Wie viel wir noch in der Thierkunde zu lernen haben, beweist schlagend einer unser verbreitetsten und gemeinsten Flußfische, der Aal. Seit Aristoteles Zeiten zerbrach man sich den Kopf über seine Fortpflanzung, und noch heutigentags hat diese Frage nicht vollständig gelöst werden können. "Die Hochgelehrten", sagt Geßner, "so von dem herkommen vnd vrsprung dieser Thier geschrieben haben, bringen dreyerlei Gestalt herein. Die erste aus schleimiger feuchte der Erden, sollen also von jn selbs erwachsen, gleich etlichen andern Wasserthieren. Die ander, nemlich sie reiben sich mit jren bäuchen zusammen, oder jre Bäuch an den sand, von welchen ein schleim herab falle, als dann in die gestalt solcher Thier verwandelt werde, haben auch kein vnderscheid jres geschlechts Männlins vnd Weiblins. Die dritte mehrung oder schöpffung sol geschehen nach der Art vnd Natur anderer fisch, nemlich durch die Eyer, auch dz solche von den Alten lebendig geboren werden, dann also sollen etliche in dem teutschen Landt gefangen vnd gesehen worden seyn, welche in jrem Bauch viel der jungen sollen gehabt haben, in der grösse eines Fadens, vnd als die Alten getödt, sollen derselbigen eine grosse zahl heraußkrochen seyn. Es sagen auch vnsere Fischer solches für ein gantze warheit, daß solche Thier lebendige junge geberen, zu jeder zeit deß Jars, welcher etliche gar hart zu drey zwerch Finger kommen mit jrer lenge." Zu dieser dreifachen Meinung der Hochgelehrten sind später noch andere gekommen. So hat man geglaubt, daß Pferdehaare, welche ins Wasser geworfen würden, nach und nach aufschwellen und junge Aale hervorbringen sollten und Aehnliches mehr. Ein gewisser Helmont denkt sich die Entstehung der Aale noch hübscher aus. "Schneidet", sagt er, "zwei mit Maithau benäßte Rasenstücke aus, legt eines auf das andere, die begrasten Seiten einwärts, gebt sie der Sonnenhitze preis, und in wenigen Stunden wird eine große Anzahl junger Aale erzeugt worden sein."

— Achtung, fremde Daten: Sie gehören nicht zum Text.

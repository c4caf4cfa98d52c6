use bevy::math::DMat4;
use houtu_scene::AxisAlignedBoundingBox;
use serde::Deserialize;
use tile_content_decoder::TileFormat;

use crate::TilePayload;

/// Index of a tile in its tileset's [`crate::TileStorage`].
#[derive(Debug, Clone, Copy, PartialEq, Eq, Hash, PartialOrd, Ord)]
pub struct TileId(pub usize);

#[derive(Debug, Clone, Copy, PartialEq, Eq, Default, Deserialize)]
pub enum Refine {
    #[default]
    #[serde(rename = "ADD", alias = "add")]
    Add,
    #[serde(rename = "REPLACE", alias = "replace")]
    Replace,
}

#[derive(Debug, Clone, Copy, PartialEq, Eq, Default)]
pub enum TileLoadState {
    #[default]
    Unloaded,
    Loading,
    Loaded,
}

#[derive(Debug, Clone, Copy, PartialEq, Eq)]
pub enum ContentKind {
    /// A nested tileset manifest.
    Tileset,
    Tile(TileFormat),
    /// Decided from the magic of the fetched payload.
    Unknown,
}

impl ContentKind {
    /// Infers the kind from the extension of the url path, ignoring any
    /// query or fragment.
    pub fn from_url(url: &str) -> Self {
        let path = url.split(['?', '#']).next().unwrap_or(url);
        let file = path.rsplit('/').next().unwrap_or(path);
        match file.rsplit_once('.') {
            Some((_, extension)) if extension.eq_ignore_ascii_case("json") => {
                ContentKind::Tileset
            }
            Some((_, extension)) => TileFormat::from_extension(extension)
                .map_or(ContentKind::Unknown, ContentKind::Tile),
            None => ContentKind::Unknown,
        }
    }
}

#[derive(Debug, Clone, PartialEq)]
pub struct ContentRef {
    /// Fully resolved url.
    pub url: String,
    pub kind: ContentKind,
}

impl ContentRef {
    pub fn new(url: String) -> Self {
        let kind = ContentKind::from_url(&url);
        Self { url, kind }
    }
}

/// The two renderable groups of a tile: its own content and the group its
/// children attach into.
#[derive(Debug, Clone, Copy, PartialEq, Eq, Hash)]
pub enum TileGroup {
    Own,
    Subtree,
}

#[derive(Debug)]
pub struct Tile {
    pub id: TileId,
    pub parent: Option<TileId>,
    pub children: Vec<TileId>,
    /// Box in the tile's own coordinate system.
    pub bounding_volume: AxisAlignedBoundingBox,
    /// `bounding_volume` under `world_transform`.
    pub world_box: AxisAlignedBoundingBox,
    pub geometric_error: f64,
    pub refine: Refine,
    pub transform: DMat4,
    pub world_transform: DMat4,
    pub content: Option<ContentRef>,
    pub load_state: TileLoadState,
    pub payload: Option<TilePayload>,
    pub own_attached: bool,
    pub subtree_attached: bool,
    /// Root of the external tileset grafted under this tile.
    pub external_root: Option<TileId>,
}

impl Tile {
    pub fn new(
        id: TileId,
        parent: Option<TileId>,
        bounding_volume: AxisAlignedBoundingBox,
        geometric_error: f64,
        refine: Refine,
        transform: DMat4,
        parent_world: &DMat4,
    ) -> Self {
        let world_transform = *parent_world * transform;
        Self {
            id,
            parent,
            children: vec![],
            world_box: bounding_volume.transform(&world_transform),
            bounding_volume,
            geometric_error,
            refine,
            transform,
            world_transform,
            content: None,
            load_state: TileLoadState::Unloaded,
            payload: None,
            own_attached: false,
            subtree_attached: false,
            external_root: None,
        }
    }

    pub fn is_active(&self) -> bool {
        self.load_state != TileLoadState::Unloaded
    }

    pub fn group_attached(&self, group: TileGroup) -> bool {
        match group {
            TileGroup::Own => self.own_attached,
            TileGroup::Subtree => self.subtree_attached,
        }
    }

    pub(crate) fn set_group_attached(&mut self, group: TileGroup, attached: bool) -> bool {
        let flag = match group {
            TileGroup::Own => &mut self.own_attached,
            TileGroup::Subtree => &mut self.subtree_attached,
        };
        let changed = *flag != attached;
        *flag = attached;
        changed
    }
}

#[cfg(test)]
mod tests {
    use bevy::math::DVec3;

    use super::*;

    #[test]
    fn kind_from_extension() {
        assert_eq!(
            ContentKind::from_url("http://a.com/t/1.b3dm?key=2"),
            ContentKind::Tile(TileFormat::Batched3dModel)
        );
        assert_eq!(
            ContentKind::from_url("http://a.com/sub/tileset.JSON"),
            ContentKind::Tileset
        );
        assert_eq!(ContentKind::from_url("http://a.com/tile/3"), ContentKind::Unknown);
        assert_eq!(ContentKind::from_url("http://a.com.x/tile.glb"), ContentKind::Unknown);
        assert_eq!(
            ContentKind::from_url("points.pnts#frag"),
            ContentKind::Tile(TileFormat::PointCloud)
        );
    }

    #[test]
    fn world_box_uses_accumulated_transform() {
        let parent_world = DMat4::from_translation(DVec3::new(100.0, 0.0, 0.0));
        let local = DMat4::from_scale(DVec3::splat(2.0));
        let tile = Tile::new(
            TileId(1),
            Some(TileId(0)),
            AxisAlignedBoundingBox::new(DVec3::new(1.0, 0.0, 0.0), DVec3::ONE),
            4.0,
            Refine::Add,
            local,
            &parent_world,
        );
        assert_eq!(tile.world_box.center, DVec3::new(102.0, 0.0, 0.0));
        assert_eq!(tile.world_box.half_extents, DVec3::splat(2.0));
        assert!(!tile.is_active());
    }

    #[test]
    fn group_flags_report_changes() {
        let mut tile = Tile::new(
            TileId(0),
            None,
            AxisAlignedBoundingBox::default(),
            0.0,
            Refine::Add,
            DMat4::IDENTITY,
            &DMat4::IDENTITY,
        );
        assert!(tile.set_group_attached(TileGroup::Own, true));
        assert!(!tile.set_group_attached(TileGroup::Own, true));
        assert!(tile.group_attached(TileGroup::Own));
        assert!(!tile.group_attached(TileGroup::Subtree));
    }
}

Selbstverständlich belächeln wir heutzutag derartige Sagen. Der Glaube der Forscher ist, wie Gegner der Naturwissenschaft mit Bedauern oder Jngrimm zugestehen und verkünden, sehr schwach, und jede Sage, welche von unnatürlicher Zeugung eines thierischen Wesens Kunde geben will, wird von jenen einfach verworfen. Was nun die Aale im Besonderen anlangt, so wissen wir allerdings noch nicht, wie sie sich fortpflanzen, weil wir über eine Begattung beider Geschlechter oder, was in unserem Falle fast Dasselbe sagen will, eine Besamung ihrer Eier und die Entwicklung derselben außerhalb des Leibes der Mutter noch keine Beobachtungen anstellen konnten; wohl aber wissen wir soviel, daß auch sie Eier legen, und dürfen getrost annehmen, daß ihre Erzeugung sich von der vieler anderer Fische wenig oder nicht unterscheiden wird. Und so beweist uns gerade der Aal wiederum den stetigen und unaufhaltsamen Fortschritt der Naturwissenschaft, und gibt auch er uns eine neue Bekräftigung, daß vor dieser Wissenschaft noch andere Sagen schwinden werden, an welche sich bis zum heutigen Tage ein Theil der Menschheit klammert, geleitet und beeinflußt von Denen, welche behufs ihrer Selbsterhaltung genöthigt sind, den Wahn in den Köpfen der Urtheilslosen zu stärken oder doch zu bewahren.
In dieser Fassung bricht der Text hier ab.